Quote only the lines from the top of the listing below down to and including the line with "main error enum".

THE RECORDS below:

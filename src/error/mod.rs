//! Error handling for skillmap.
//!
//! The progress core never fails; these errors come from the shell around
//! it (configuration, file storage, the CLI).
//!
//! - [`SkillMapError`]: the main error enum
//! - [`ErrorCode`]: standardized codes for machine parsing
//! - [`StructuredError`]: rich error with suggestion and context for robot mode

mod codes;
mod suggestions;

use std::io;

use serde::{Deserialize, Serialize};
use serde_json::Value;
use thiserror::Error;

pub use codes::ErrorCode;
pub use suggestions::suggest_for_error;

/// Main error type for skillmap operations.
#[derive(Error, Debug)]
pub enum SkillMapError {
    #[error("IO error: {0}")]
    Io(#[from] io::Error),

    #[error("JSON serialization error: {0}")]
    Json(#[from] serde_json::Error),

    #[error("Config error: {0}")]
    Config(String),

    #[error("Missing required config: {0}")]
    MissingConfig(String),

    #[error("Map not found: {0}")]
    MapNotFound(String),

    #[error("Activity {activity_id} not found in map {map_id}")]
    ActivityNotFound { map_id: String, activity_id: String },

    #[error("Invalid map document: {0}")]
    InvalidMap(String),

    #[error("Storage read error: {0}")]
    StorageRead(String),

    #[error("Storage error: {0}")]
    Storage(String),

    #[error("Serialization error: {0}")]
    Serialization(String),
}

impl SkillMapError {
    /// Get the error code for this error.
    #[must_use]
    pub const fn code(&self) -> ErrorCode {
        match self {
            Self::Io(_) => ErrorCode::IoError,
            Self::Json(_) => ErrorCode::SerializationError,
            Self::Config(_) => ErrorCode::ConfigInvalid,
            Self::MissingConfig(_) => ErrorCode::ConfigMissingRequired,
            Self::MapNotFound(_) => ErrorCode::MapNotFound,
            Self::ActivityNotFound { .. } => ErrorCode::ActivityNotFound,
            Self::InvalidMap(_) => ErrorCode::MapParseError,
            Self::StorageRead(_) => ErrorCode::StorageReadError,
            Self::Storage(_) => ErrorCode::StorageWriteError,
            Self::Serialization(_) => ErrorCode::SerializationError,
        }
    }

    /// Get context information for this error as JSON.
    #[must_use]
    pub fn context(&self) -> Option<Value> {
        match self {
            Self::MapNotFound(id) => Some(serde_json::json!({ "map_id": id })),
            Self::ActivityNotFound {
                map_id,
                activity_id,
            } => Some(serde_json::json!({ "map_id": map_id, "activity_id": activity_id })),
            Self::MissingConfig(key) => Some(serde_json::json!({ "config_key": key })),
            _ => None,
        }
    }

    /// Convert this error to a structured error.
    #[must_use]
    pub fn to_structured(&self) -> StructuredError {
        StructuredError::from_error(self)
    }
}

/// A structured error with machine-readable code, suggestion, and context.
#[derive(Debug, Clone, Serialize, Deserialize)]
pub struct StructuredError {
    /// The error code (e.g., "MAP_NOT_FOUND")
    pub code: ErrorCode,

    /// The numeric error code (e.g., 101)
    pub numeric_code: u16,

    pub message: String,

    /// Actionable suggestion for recovery
    pub suggestion: String,

    #[serde(skip_serializing_if = "Option::is_none")]
    pub context: Option<Value>,

    pub recoverable: bool,

    /// Error category (e.g., "map", "config", "storage")
    pub category: String,
}

impl StructuredError {
    #[must_use]
    pub fn new(code: ErrorCode, message: impl Into<String>) -> Self {
        Self {
            numeric_code: code.numeric(),
            suggestion: code.suggestion().to_string(),
            context: None,
            recoverable: code.is_recoverable(),
            category: code.category().to_string(),
            code,
            message: message.into(),
        }
    }

    #[must_use]
    pub fn from_error(err: &SkillMapError) -> Self {
        let code = err.code();
        let context = err.context();
        let suggestion = suggest_for_error(code, context.as_ref());

        Self {
            code,
            numeric_code: code.numeric(),
            message: err.to_string(),
            suggestion,
            context,
            recoverable: code.is_recoverable(),
            category: code.category().to_string(),
        }
    }
}

impl std::fmt::Display for StructuredError {
    fn fmt(&self, f: &mut std::fmt::Formatter<'_>) -> std::fmt::Result {
        write!(f, "[{}] {}", self.code, self.message)
    }
}

impl From<SkillMapError> for StructuredError {
    fn from(err: SkillMapError) -> Self {
        Self::from_error(&err)
    }
}

/// Result type alias using SkillMapError.
pub type Result<T> = std::result::Result<T, SkillMapError>;
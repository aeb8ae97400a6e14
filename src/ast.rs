use std::borrow::Cow;

/// Plain bracket pairs recognised by the lexer
#[derive(Debug, Clone, Copy, PartialEq, Eq)]
pub enum Delimiter {
    /// `( ... )`
    Paren,
    /// `[ ... ]`
    Bracket,
    /// `{ ... }`
    Brace,
}

impl Delimiter {
    pub fn from_char(c: char) -> Option<Self> {
        match c {
            '(' | ')' => Some(Delimiter::Paren),
            '[' | ']' => Some(Delimiter::Bracket),
            '{' | '}' => Some(Delimiter::Brace),
            _ => None,
        }
    }

    pub fn open(self) -> char {
        match self {
            Delimiter::Paren => '(',
            Delimiter::Bracket => '[',
            Delimiter::Brace => '{',
        }
    }

    pub fn close(self) -> char {
        match self {
            Delimiter::Paren => ')',
            Delimiter::Bracket => ']',
            Delimiter::Brace => '}',
        }
    }
}

/// Classification of a lexed token
#[derive(Debug, Clone, Copy, PartialEq, Eq)]
pub enum TokenKind {
    /// `(`, `[` or `{`
    Open(Delimiter),
    /// `)`, `]` or `}`
    Close(Delimiter),
    /// `\h{`, closed by `}`
    MapOpen,
    /// `\a[`, closed by `]`
    ArrayOpen,
    /// `->`
    Arrow,
    /// Double-quoted string, quotes included
    Str,
    /// `++`
    Increment,
    /// `--`
    Decrement,
    /// Operators and any other punctuation passed through as-is
    Operator,
    /// Identifiers, numbers, `.chain` fragments, `&:name` and commas
    Atom,
}

/// A classified slice of the source text
#[derive(Debug, Clone, PartialEq)]
pub struct Token<'a> {
    pub kind: TokenKind,
    pub text: &'a str,
    /// Whitespace preceding the token, with comments removed
    pub space: Cow<'a, str>,
    pub line: usize,
    pub column: usize,
}

/// What a fragment was produced from, as far as sugar rules care
#[derive(Debug, Clone, Copy, PartialEq, Eq)]
pub enum FragmentKind {
    /// Verbatim generic atom
    Atom,
    /// Verbatim `->` marker
    Arrow,
    /// Anything else: strings, operators, expanded groups
    Text,
}

/// A piece of expanded output
#[derive(Debug, Clone, PartialEq)]
pub struct Fragment {
    pub kind: FragmentKind,
    pub space: String,
    pub text: String,
}

impl Fragment {
    pub fn new(kind: FragmentKind, space: impl Into<String>, text: impl Into<String>) -> Self {
        Self {
            kind,
            space: space.into(),
            text: text.into(),
        }
    }

    pub fn from_token(token: &Token) -> Self {
        let kind = match token.kind {
            TokenKind::Atom => FragmentKind::Atom,
            TokenKind::Arrow => FragmentKind::Arrow,
            _ => FragmentKind::Text,
        };
        Self::new(kind, token.space.as_ref(), token.text)
    }

    pub fn is_arrow(&self) -> bool {
        self.kind == FragmentKind::Arrow
    }
}

/// Join fragments back into text, keeping their leading whitespace
pub fn render(fragments: &[Fragment]) -> String {
    let mut out = String::new();
    for fragment in fragments {
        out.push_str(&fragment.space);
        out.push_str(&fragment.text);
    }
    out
}
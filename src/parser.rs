use std::borrow::Cow;

use pest::{Parser, iterators::Pair};
use pest_derive::Parser;
use tracing::debug;

use crate::ast::{Delimiter, Token, TokenKind};
use crate::error::{ExpandError, Result};

#[derive(Parser)]
#[grammar = "src/shorthand.pest"]
pub struct ShorthandParser;

impl ShorthandParser {
    /// Lex shorthand source into a token stream
    pub fn tokenize(input: &str) -> Result<TokenStream<'_>> {
        let file = ShorthandParser::parse(Rule::file, input)?
            .next()
            .ok_or_else(|| ExpandError::Grammar("parser returned no file rule".to_string()))?;

        let mut tokens = Vec::new();
        let mut last_end = 0;
        for pair in file.into_inner() {
            if pair.as_rule() == Rule::EOI {
                break;
            }
            let span = pair.as_span();
            let (line, column) = span.start_pos().line_col();
            let kind = Self::classify(&pair).ok_or(ExpandError::StrayQuote { line, column })?;

            tokens.push(Token {
                kind,
                text: span.as_str(),
                space: strip_comments(&input[last_end..span.start()]),
                line,
                column,
            });
            last_end = span.end();
        }

        debug!(tokens = tokens.len(), "tokenized input");
        Ok(TokenStream::new(tokens).with_trailing(strip_comments(&input[last_end..])))
    }

    /// Map a grammar rule onto a token kind. `None` for a stray quote.
    fn classify(pair: &Pair<Rule>) -> Option<TokenKind> {
        let kind = match pair.as_rule() {
            Rule::arrow => TokenKind::Arrow,
            Rule::map_open => TokenKind::MapOpen,
            Rule::array_open => TokenKind::ArrayOpen,
            Rule::open | Rule::close => {
                let c = pair.as_str().chars().next()?;
                let delim = Delimiter::from_char(c)?;
                if pair.as_rule() == Rule::open {
                    TokenKind::Open(delim)
                } else {
                    TokenKind::Close(delim)
                }
            }
            Rule::increment => TokenKind::Increment,
            Rule::decrement => TokenKind::Decrement,
            Rule::string => TokenKind::Str,
            Rule::lambda_symbol | Rule::comma | Rule::atom => TokenKind::Atom,
            Rule::stray_quote => return None,
            _ => TokenKind::Operator,
        };
        Some(kind)
    }
}

/// Whitespace between two tokens, minus any `#` comments it spans
fn strip_comments(gap: &str) -> Cow<'_, str> {
    if !gap.contains('#') {
        return Cow::Borrowed(gap);
    }
    let mut out = String::with_capacity(gap.len());
    let mut in_comment = false;
    for c in gap.chars() {
        match c {
            '#' => in_comment = true,
            '\n' | '\r' => {
                in_comment = false;
                out.push(c);
            }
            _ if in_comment => {}
            _ => out.push(c),
        }
    }
    Cow::Owned(out)
}

/// Cursor over lexed tokens, shared by every level of a recursive expansion
#[derive(Debug, Clone, Default)]
pub struct TokenStream<'a> {
    tokens: Vec<Token<'a>>,
    pos: usize,
    trailing: Cow<'a, str>,
}

impl<'a> TokenStream<'a> {
    pub fn new(tokens: Vec<Token<'a>>) -> Self {
        Self {
            tokens,
            pos: 0,
            trailing: Cow::Borrowed(""),
        }
    }

    pub fn with_trailing(mut self, trailing: Cow<'a, str>) -> Self {
        self.trailing = trailing;
        self
    }

    pub fn peek(&self) -> Option<&Token<'a>> {
        self.tokens.get(self.pos)
    }

    /// Whitespace after the last token
    pub fn trailing(&self) -> &str {
        &self.trailing
    }

    pub fn tokens(&self) -> &[Token<'a>] {
        &self.tokens
    }

    pub fn remaining(&self) -> usize {
        self.tokens.len() - self.pos
    }
}

impl<'a> Iterator for TokenStream<'a> {
    type Item = Token<'a>;

    fn next(&mut self) -> Option<Token<'a>> {
        let token = self.tokens.get(self.pos).cloned()?;
        self.pos += 1;
        Some(token)
    }
}

#[cfg(test)]
mod tests {
    use super::*;
    use rstest::rstest;

    fn lex(input: &str) -> Vec<(TokenKind, &str)> {
        ShorthandParser::tokenize(input)
            .unwrap()
            .tokens()
            .iter()
            .map(|t| (t.kind, t.text))
            .collect()
    }

    #[test]
    fn test_tokenize_drops_whitespace_and_comments() {
        let tokens = lex("  foo   # a comment (with brackets\n bar  ");
        assert_eq!(
            tokens,
            vec![(TokenKind::Atom, "foo"), (TokenKind::Atom, "bar")]
        );
    }

    #[test]
    fn test_tokenize_records_trivia() {
        let stream = ShorthandParser::tokenize("a  # note\n  b\n").unwrap();
        let tokens = stream.tokens();
        assert_eq!(tokens[0].space, "");
        assert_eq!(tokens[1].space, "  \n  ");
        assert_eq!(stream.trailing(), "\n");
    }

    #[test]
    fn test_tokenize_positions() {
        let stream = ShorthandParser::tokenize("a\n  (b)").unwrap();
        let open = &stream.tokens()[1];
        assert_eq!(open.kind, TokenKind::Open(Delimiter::Paren));
        assert_eq!((open.line, open.column), (2, 3));
    }

    #[rstest]
    #[case("->", TokenKind::Arrow)]
    #[case("\\h{", TokenKind::MapOpen)]
    #[case("\\a[", TokenKind::ArrayOpen)]
    #[case("(", TokenKind::Open(Delimiter::Paren))]
    #[case("]", TokenKind::Close(Delimiter::Bracket))]
    #[case("}", TokenKind::Close(Delimiter::Brace))]
    #[case("**", TokenKind::Operator)]
    #[case("<=>", TokenKind::Operator)]
    #[case("<<", TokenKind::Operator)]
    #[case(">=", TokenKind::Operator)]
    #[case("!~", TokenKind::Operator)]
    #[case("==", TokenKind::Operator)]
    #[case("=~", TokenKind::Operator)]
    #[case("++", TokenKind::Increment)]
    #[case("--", TokenKind::Decrement)]
    #[case("+=", TokenKind::Operator)]
    #[case("|", TokenKind::Operator)]
    #[case("\"a \\\"quoted\\\" word\"", TokenKind::Str)]
    #[case("&:upcase", TokenKind::Atom)]
    #[case(",", TokenKind::Atom)]
    #[case("foo.bar?", TokenKind::Atom)]
    #[case("save!", TokenKind::Atom)]
    #[case("3.14", TokenKind::Atom)]
    #[case(":", TokenKind::Operator)]
    #[case("@", TokenKind::Operator)]
    fn test_classify_single_token(#[case] input: &str, #[case] kind: TokenKind) {
        assert_eq!(lex(input), vec![(kind, input)]);
    }

    #[test]
    fn test_longest_operator_wins() {
        assert_eq!(
            lex("a<=>b"),
            vec![
                (TokenKind::Atom, "a"),
                (TokenKind::Operator, "<=>"),
                (TokenKind::Atom, "b"),
            ]
        );
        assert_eq!(
            lex("x->y"),
            vec![
                (TokenKind::Atom, "x"),
                (TokenKind::Arrow, "->"),
                (TokenKind::Atom, "y"),
            ]
        );
    }

    #[test]
    fn test_comma_splits_atoms() {
        assert_eq!(
            lex("a,b"),
            vec![
                (TokenKind::Atom, "a"),
                (TokenKind::Atom, ","),
                (TokenKind::Atom, "b"),
            ]
        );
    }

    #[test]
    fn test_comment_marker_inside_string_is_kept() {
        assert_eq!(lex("\"#{x}\""), vec![(TokenKind::Str, "\"#{x}\"")]);
    }

    #[test]
    fn test_unterminated_string_is_an_error() {
        let err = ShorthandParser::tokenize("puts \"oops").unwrap_err();
        assert_eq!(err, ExpandError::StrayQuote { line: 1, column: 6 });
    }

    #[test]
    fn test_stream_cursor() {
        let mut stream = ShorthandParser::tokenize("a b").unwrap();
        assert_eq!(stream.remaining(), 2);
        assert_eq!(stream.peek().map(|t| t.text), Some("a"));
        assert_eq!(stream.next().map(|t| t.text), Some("a"));
        assert_eq!(stream.next().map(|t| t.text), Some("b"));
        assert!(stream.next().is_none());
        assert!(stream.peek().is_none());
    }
}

End of THE RECORDS.

■ EXPECTED OUTPUT
filename src/error/mod.rs
//! Error handling for skillmap.
//!
//! The progress core never fails; these errors come from the shell around
//! it (configuration, file storage, the CLI).
//!
//! - [`SkillMapError`]: the main error enum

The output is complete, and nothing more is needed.